The book is divided into Sections and each has a number of chapters. The first Section (‘Perspectives’) has a welcome scene-setting introductory chapter by the volume editors which emphasizes that marine bioinvasions are conservation hazards that may nevertheless provide a tool to understand natural processes. They also point to the likelihood that invasions are affecting evolutionary processes. The next three chapters are useful ‘think-pieces’, with James Carlton explaining the difficulties of estimating which species are introduced, Steve Lonhart describing natural and human-mediated range shifts including considering effects of climate change, and Marjorie Wonham and Mark Lewis demonstrating modeling approaches to understanding biological invasions. I mention those chapters specifically because they seem to be in Section I as they would not fit into the Sections that follow (‘Arrival’, ‘Establishment’, ‘Integration’, ‘Management’, ‘Geographic perspectives’ and ‘Concluding thoughts’). The style of each chapter is to review the literature and provide, in many instances, case studies that illustrate the points being made. Some more general ecological principles are also drawn into the text, helping greatly to clarify how the biology and ecosystem effects of non-native species fit-in to the established picture.

What is clear is that, especially in enclosed coastal areas, non-native species are here to stay and some of them have or will fundamentally alter the structure and functioning of natural communities and abundance of native species at a location. Some people might welcome the increase in species diversity in an area, but others will be dismayed that natural change and evolution has been knocked off-course and that ‘naturalness’, which is greatly valued in biodiversity conservation, is becoming an even rarer quality.
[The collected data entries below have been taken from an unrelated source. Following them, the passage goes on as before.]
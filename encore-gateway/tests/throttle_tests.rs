//! Request throttle under load.

use std::sync::atomic::{AtomicUsize, Ordering};
use std::sync::{Arc, Mutex};
use std::time::Duration;

use encore_core::{GatewayError, GatewayResult, ThrottleConfig, TransportError};
use encore_gateway::RequestThrottle;
use tokio::time::Instant;

struct Workload {
    active: AtomicUsize,
    peak: AtomicUsize,
    starts: Mutex<Vec<Instant>>,
}

impl Workload {
    fn new() -> Arc<Self> {
        Arc::new(Self {
            active: AtomicUsize::new(0),
            peak: AtomicUsize::new(0),
            starts: Mutex::new(Vec::new()),
        })
    }

    async fn work(&self, hold: Duration) -> GatewayResult<()> {
        let now = self.active.fetch_add(1, Ordering::SeqCst) + 1;
        self.peak.fetch_max(now, Ordering::SeqCst);
        self.starts.lock().expect("starts").push(Instant::now());
        tokio::time::sleep(hold).await;
        self.active.fetch_sub(1, Ordering::SeqCst);
        Ok(())
    }
}

#[tokio::test(start_paused = true)]
async fn test_ceiling_and_gap_hold_under_load() {
    let gap = Duration::from_millis(10);
    let throttle = Arc::new(RequestThrottle::new(
        &ThrottleConfig::default()
            .with_ceiling(3)
            .with_min_start_gap(gap),
    ));
    let workload = Workload::new();

    let handles: Vec<_> = (0..12)
        .map(|_| {
            let throttle = throttle.clone();
            let workload = workload.clone();
            tokio::spawn(async move {
                throttle
                    .admit(workload.work(Duration::from_millis(50)))
                    .await
            })
        })
        .collect();
    for handle in handles {
        handle.await.expect("join").expect("admitted");
    }

    assert_eq!(workload.peak.load(Ordering::SeqCst), 3);
    assert_eq!(throttle.active(), 0);
    assert_eq!(throttle.queued(), 0);

    let mut starts = workload.starts.lock().expect("starts").clone();
    assert_eq!(starts.len(), 12);
    starts.sort();
    for pair in starts.windows(2) {
        assert!(pair[1] - pair[0] >= gap);
    }
}

#[tokio::test(start_paused = true)]
async fn test_closed_throttle_rejects_new_work() {
    let throttle = RequestThrottle::new(&ThrottleConfig::default());
    throttle.close();

    let workload = Workload::new();
    let err = throttle
        .admit(workload.work(Duration::ZERO))
        .await
        .expect_err("closed");
    assert_eq!(err, GatewayError::Transport(TransportError::Closed));
    assert_eq!(workload.starts.lock().expect("starts").len(), 0);
}
//! Constants for the ENCORE gateway
//!
//! This module contains the constant values shared across gateway
//! components.

// ============================================================================
// CACHE NAMESPACES
// ============================================================================

/// Namespace for records read by id.
pub const RECORDS_NAMESPACE: &str = "records";

/// Namespace for opt-in cached find results.
pub const FINDS_NAMESPACE: &str = "finds";

/// Namespace for (session, item) → record id links.
pub const STREAM_LINKS_NAMESPACE: &str = "stream-links";

/// Default record cache capacity
pub const DEFAULT_RECORD_CACHE_ENTRIES: usize = 5_000;

/// Default record cache TTL in seconds
pub const DEFAULT_RECORD_CACHE_TTL_SECS: u64 = 60;

/// Default find cache capacity
pub const DEFAULT_FIND_CACHE_ENTRIES: usize = 1_000;

/// Default find cache TTL in seconds
pub const DEFAULT_FIND_CACHE_TTL_SECS: u64 = 15;

// ============================================================================
// PLAYBACK
// ============================================================================

/// Backend layout holding one record per playback stream.
pub const DEFAULT_STREAM_LAYOUT: &str = "StreamEvents";

/// Default stream link TTL in seconds (30 minutes, sliding)
pub const DEFAULT_STREAM_LINK_TTL_SECS: u64 = 1_800;

/// Default stream link capacity
pub const DEFAULT_STREAM_LINK_ENTRIES: usize = 10_000;

/// Separator between session and item in a link key.
pub const LINK_KEY_SEPARATOR: char = '\u{1f}';

// ============================================================================
// BACKGROUND JOBS
// ============================================================================

/// Default interval between expired-entry sweeps in seconds
pub const DEFAULT_JANITOR_INTERVAL_SECS: u64 = 60;

// ============================================================================
// BACKEND PROTOCOL
// ============================================================================

/// Backend message code for success.
pub const CODE_OK: &str = "0";

/// Backend message code for "no records match the request".
pub const CODE_NO_RECORDS: &str = "401";

/// Backend message code for a missing record.
pub const CODE_RECORD_MISSING: &str = "101";

/// Header carrying the per-call correlation id.
pub const REQUEST_ID_HEADER: &str = "x-request-id";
The chapters emphasize the enormous scale on which marine species are being moved out of their natural range to settle in another area of the world. I can see that a small proportion of those species become ‘pests’ or bring harmful associates such as disease – when they do, the impacts on aquaculture, recreation and local biodiversity can be devastating. So I am also pleased to see, in the Section on ‘Management’, that biosecurity measures can have a preventative effect. After all, we don’t know if the next biological invasion is going to bring disaster for native species and habitats, or for economic use of the marine environment.
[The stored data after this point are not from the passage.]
//! Gateway configuration sections.
//!
//! Each section has sensible defaults, a `from_env()` constructor reading
//! `ENCORE_*` variables, and a `validate()` that reports the first invalid
//! field. Only the backend location and credentials are required.

use std::str::FromStr;
use std::time::Duration;

use secrecy::{ExposeSecret, SecretString};

use crate::error::ConfigError;

// ============================================================================
// ENV HELPERS
// ============================================================================

fn env_string(key: &str) -> Option<String> {
    std::env::var(key)
        .ok()
        .map(|v| v.trim().to_string())
        .filter(|v| !v.is_empty())
}

fn env_parse<T: FromStr>(key: &str) -> Result<Option<T>, ConfigError> {
    match env_string(key) {
        None => Ok(None),
        Some(raw) => raw
            .parse::<T>()
            .map(Some)
            .map_err(|_| ConfigError::InvalidValue {
                field: key.to_string(),
                value: raw,
                reason: "could not be parsed".to_string(),
            }),
    }
}

fn env_millis(key: &str, default: Duration) -> Result<Duration, ConfigError> {
    Ok(env_parse::<u64>(key)?
        .map(Duration::from_millis)
        .unwrap_or(default))
}

fn env_secs(key: &str, default: Duration) -> Result<Duration, ConfigError> {
    Ok(env_parse::<u64>(key)?
        .map(Duration::from_secs)
        .unwrap_or(default))
}

fn require(key: &str) -> Result<String, ConfigError> {
    env_string(key).ok_or_else(|| ConfigError::MissingRequired {
        field: key.to_string(),
    })
}

fn at_least(field: &str, value: u64, min: u64) -> Result<(), ConfigError> {
    if value < min {
        return Err(ConfigError::InvalidValue {
            field: field.to_string(),
            value: value.to_string(),
            reason: format!("must be at least {}", min),
        });
    }
    Ok(())
}

// ============================================================================
// BACKEND
// ============================================================================

/// Location and credentials of the record-store backend.
#[derive(Debug, Clone)]
pub struct BackendConfig {
    /// Base URL of the backend host, e.g. `https://records.example.com`.
    pub host: String,
    /// Database (file) name on the host.
    pub database: String,
    pub username: String,
    pub password: SecretString,
    /// Data API version path segment.
    pub api_version: String,
}

impl BackendConfig {
    pub fn new(
        host: impl Into<String>,
        database: impl Into<String>,
        username: impl Into<String>,
        password: impl Into<String>,
    ) -> Self {
        let password: String = password.into();
        Self {
            host: host.into(),
            database: database.into(),
            username: username.into(),
            password: SecretString::new(password.into_boxed_str()),
            api_version: "vLatest".to_string(),
        }
    }

    /// Environment variables:
    /// - `ENCORE_BACKEND_HOST` (required)
    /// - `ENCORE_BACKEND_DATABASE` (required)
    /// - `ENCORE_BACKEND_USER` (required)
    /// - `ENCORE_BACKEND_PASSWORD` (required)
    /// - `ENCORE_BACKEND_API_VERSION` (default: vLatest)
    pub fn from_env() -> Result<Self, ConfigError> {
        let mut config = Self::new(
            require("ENCORE_BACKEND_HOST")?,
            require("ENCORE_BACKEND_DATABASE")?,
            require("ENCORE_BACKEND_USER")?,
            require("ENCORE_BACKEND_PASSWORD")?,
        );
        if let Some(version) = env_string("ENCORE_BACKEND_API_VERSION") {
            config.api_version = version;
        }
        config.validate()?;
        Ok(config)
    }

    /// Root URL every backend path is resolved against.
    pub fn database_url(&self) -> String {
        format!(
            "{}/fmi/data/{}/databases/{}",
            self.host.trim_end_matches('/'),
            self.api_version,
            self.database
        )
    }

    pub fn validate(&self) -> Result<(), ConfigError> {
        if !(self.host.starts_with("http://") || self.host.starts_with("https://")) {
            return Err(ConfigError::InvalidValue {
                field: "host".to_string(),
                value: self.host.clone(),
                reason: "must start with http:// or https://".to_string(),
            });
        }
        if self.database.trim().is_empty() {
            return Err(ConfigError::MissingRequired {
                field: "database".to_string(),
            });
        }
        if self.username.trim().is_empty() {
            return Err(ConfigError::MissingRequired {
                field: "username".to_string(),
            });
        }
        if self.password.expose_secret().is_empty() {
            return Err(ConfigError::MissingRequired {
                field: "password".to_string(),
            });
        }
        Ok(())
    }
}

// ============================================================================
// TRANSPORT
// ============================================================================

/// Per-call timeout and retry policy for outbound requests.
#[derive(Debug, Clone, PartialEq, Eq)]
pub struct TransportConfig {
    /// Deadline for a single attempt.
    pub attempt_timeout: Duration,
    /// Retries after the first attempt.
    pub max_retries: u32,
    /// First backoff delay; doubles on each retry.
    pub base_delay: Duration,
    /// Upper bound for a single backoff delay.
    pub max_delay: Duration,
}

impl Default for TransportConfig {
    fn default() -> Self {
        Self {
            attempt_timeout: Duration::from_secs(15),
            max_retries: 3,
            base_delay: Duration::from_millis(250),
            max_delay: Duration::from_secs(5),
        }
    }
}

impl TransportConfig {
    /// Environment variables:
    /// - `ENCORE_TRANSPORT_TIMEOUT_MS` (default: 15000)
    /// - `ENCORE_TRANSPORT_MAX_RETRIES` (default: 3)
    /// - `ENCORE_TRANSPORT_BASE_DELAY_MS` (default: 250)
    /// - `ENCORE_TRANSPORT_MAX_DELAY_MS` (default: 5000)
    pub fn from_env() -> Result<Self, ConfigError> {
        let defaults = Self::default();
        let config = Self {
            attempt_timeout: env_millis("ENCORE_TRANSPORT_TIMEOUT_MS", defaults.attempt_timeout)?,
            max_retries: env_parse("ENCORE_TRANSPORT_MAX_RETRIES")?
                .unwrap_or(defaults.max_retries),
            base_delay: env_millis("ENCORE_TRANSPORT_BASE_DELAY_MS", defaults.base_delay)?,
            max_delay: env_millis("ENCORE_TRANSPORT_MAX_DELAY_MS", defaults.max_delay)?,
        };
        config.validate()?;
        Ok(config)
    }

    pub fn with_timeout(mut self, timeout: Duration) -> Self {
        self.attempt_timeout = timeout;
        self
    }

    pub fn with_max_retries(mut self, max_retries: u32) -> Self {
        self.max_retries = max_retries;
        self
    }

    pub fn with_base_delay(mut self, delay: Duration) -> Self {
        self.base_delay = delay;
        self
    }

    pub fn validate(&self) -> Result<(), ConfigError> {
        at_least(
            "attempt_timeout_ms",
            self.attempt_timeout.as_millis() as u64,
            1,
        )?;
        at_least("base_delay_ms", self.base_delay.as_millis() as u64, 1)?;
        if self.max_delay < self.base_delay {
            return Err(ConfigError::IncompatibleOptions {
                option_a: "base_delay".to_string(),
                option_b: "max_delay".to_string(),
            });
        }
        Ok(())
    }
}

// ============================================================================
// CONNECTION POOL
// ============================================================================

/// Outbound connection reuse settings.
#[derive(Debug, Clone, PartialEq, Eq)]
pub struct PoolConfig {
    /// Maximum idle connections kept per backend host.
    pub max_idle_per_host: usize,
    /// How long an idle connection is kept open.
    pub keep_alive: Duration,
    /// TCP connect deadline.
    pub connect_timeout: Duration,
}

impl Default for PoolConfig {
    fn default() -> Self {
        Self {
            max_idle_per_host: 20,
            keep_alive: Duration::from_secs(30),
            connect_timeout: Duration::from_secs(5),
        }
    }
}

impl PoolConfig {
    /// Environment variables:
    /// - `ENCORE_POOL_MAX_IDLE` (default: 20)
    /// - `ENCORE_POOL_KEEP_ALIVE_SECS` (default: 30)
    /// - `ENCORE_POOL_CONNECT_TIMEOUT_MS` (default: 5000)
    pub fn from_env() -> Result<Self, ConfigError> {
        let defaults = Self::default();
        let config = Self {
            max_idle_per_host: env_parse("ENCORE_POOL_MAX_IDLE")?
                .unwrap_or(defaults.max_idle_per_host),
            keep_alive: env_secs("ENCORE_POOL_KEEP_ALIVE_SECS", defaults.keep_alive)?,
            connect_timeout: env_millis(
                "ENCORE_POOL_CONNECT_TIMEOUT_MS",
                defaults.connect_timeout,
            )?,
        };
        config.validate()?;
        Ok(config)
    }

    pub fn validate(&self) -> Result<(), ConfigError> {
        at_least("max_idle_per_host", self.max_idle_per_host as u64, 1)
    }
}

// ============================================================================
// THROTTLE
// ============================================================================

/// Concurrency ceiling and start pacing for backend calls.
#[derive(Debug, Clone, PartialEq, Eq)]
pub struct ThrottleConfig {
    /// Maximum calls executing at once.
    pub ceiling: usize,
    /// Minimum gap between two call starts.
    pub min_start_gap: Duration,
    /// Queue depth, as a multiple of `ceiling`, that triggers a backpressure warning.
    pub backpressure_multiplier: usize,
}

impl Default for ThrottleConfig {
    fn default() -> Self {
        Self {
            ceiling: 8,
            min_start_gap: Duration::from_millis(25),
            backpressure_multiplier: 4,
        }
    }
}

impl ThrottleConfig {
    /// Environment variables:
    /// - `ENCORE_THROTTLE_CEILING` (default: 8)
    /// - `ENCORE_THROTTLE_MIN_GAP_MS` (default: 25)
    /// - `ENCORE_THROTTLE_BACKPRESSURE_MULTIPLIER` (default: 4)
    pub fn from_env() -> Result<Self, ConfigError> {
        let defaults = Self::default();
        let config = Self {
            ceiling: env_parse("ENCORE_THROTTLE_CEILING")?.unwrap_or(defaults.ceiling),
            min_start_gap: env_millis("ENCORE_THROTTLE_MIN_GAP_MS", defaults.min_start_gap)?,
            backpressure_multiplier: env_parse("ENCORE_THROTTLE_BACKPRESSURE_MULTIPLIER")?
                .unwrap_or(defaults.backpressure_multiplier),
        };
        config.validate()?;
        Ok(config)
    }

    pub fn with_ceiling(mut self, ceiling: usize) -> Self {
        self.ceiling = ceiling;
        self
    }

    pub fn with_min_start_gap(mut self, gap: Duration) -> Self {
        self.min_start_gap = gap;
        self
    }

    /// Queue depth above which a warning is logged.
    pub fn backpressure_threshold(&self) -> usize {
        self.ceiling.saturating_mul(self.backpressure_multiplier)
    }

    pub fn validate(&self) -> Result<(), ConfigError> {
        at_least("ceiling", self.ceiling as u64, 1)?;
        at_least(
            "backpressure_multiplier",
            self.backpressure_multiplier as u64,
            1,
        )
    }
}

// ============================================================================
// SESSION TOKEN
// ============================================================================

/// Session token lifetime policy.
#[derive(Debug, Clone, PartialEq, Eq)]
pub struct TokenConfig {
    /// Lifetime the backend grants a session token.
    pub lifetime: Duration,
    /// How much earlier than `lifetime` the gateway treats the token as expired.
    pub safety_margin: Duration,
}

impl Default for TokenConfig {
    fn default() -> Self {
        Self {
            lifetime: Duration::from_secs(15 * 60),
            safety_margin: Duration::from_secs(60),
        }
    }
}

impl TokenConfig {
    /// Environment variables:
    /// - `ENCORE_TOKEN_LIFETIME_SECS` (default: 900)
    /// - `ENCORE_TOKEN_SAFETY_MARGIN_SECS` (default: 60)
    pub fn from_env() -> Result<Self, ConfigError> {
        let defaults = Self::default();
        let config = Self {
            lifetime: env_secs("ENCORE_TOKEN_LIFETIME_SECS", defaults.lifetime)?,
            safety_margin: env_secs("ENCORE_TOKEN_SAFETY_MARGIN_SECS", defaults.safety_margin)?,
        };
        config.validate()?;
        Ok(config)
    }

    /// How long a freshly issued token is used before proactive refresh.
    pub fn effective_lifetime(&self) -> Duration {
        self.lifetime.saturating_sub(self.safety_margin)
    }

    pub fn validate(&self) -> Result<(), ConfigError> {
        if self.safety_margin >= self.lifetime {
            return Err(ConfigError::IncompatibleOptions {
                option_a: "lifetime".to_string(),
                option_b: "safety_margin".to_string(),
            });
        }
        Ok(())
    }
}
The editors have given the authors a free hand in the terminology that they use, but I would have welcomed some precision in the use of ‘alien species’, ‘non-native species’, ‘non-indigenous species’, ‘invasive species’ and probably a few other variations (such as ‘pest species’) that I did not spot. There are useful indexes for species and for subjects. A glossary would have been helpful (but that would have forced a definition of the different terms used to describe species out of their natural range). Some authors have indulged in slightly obtuse titles (for instance ‘Deep invasion ecology’: a nevertheless fascinating account).

The book is not meant to be a textbook, but the material is there, with the addition of further summarizing diagrams, to make one.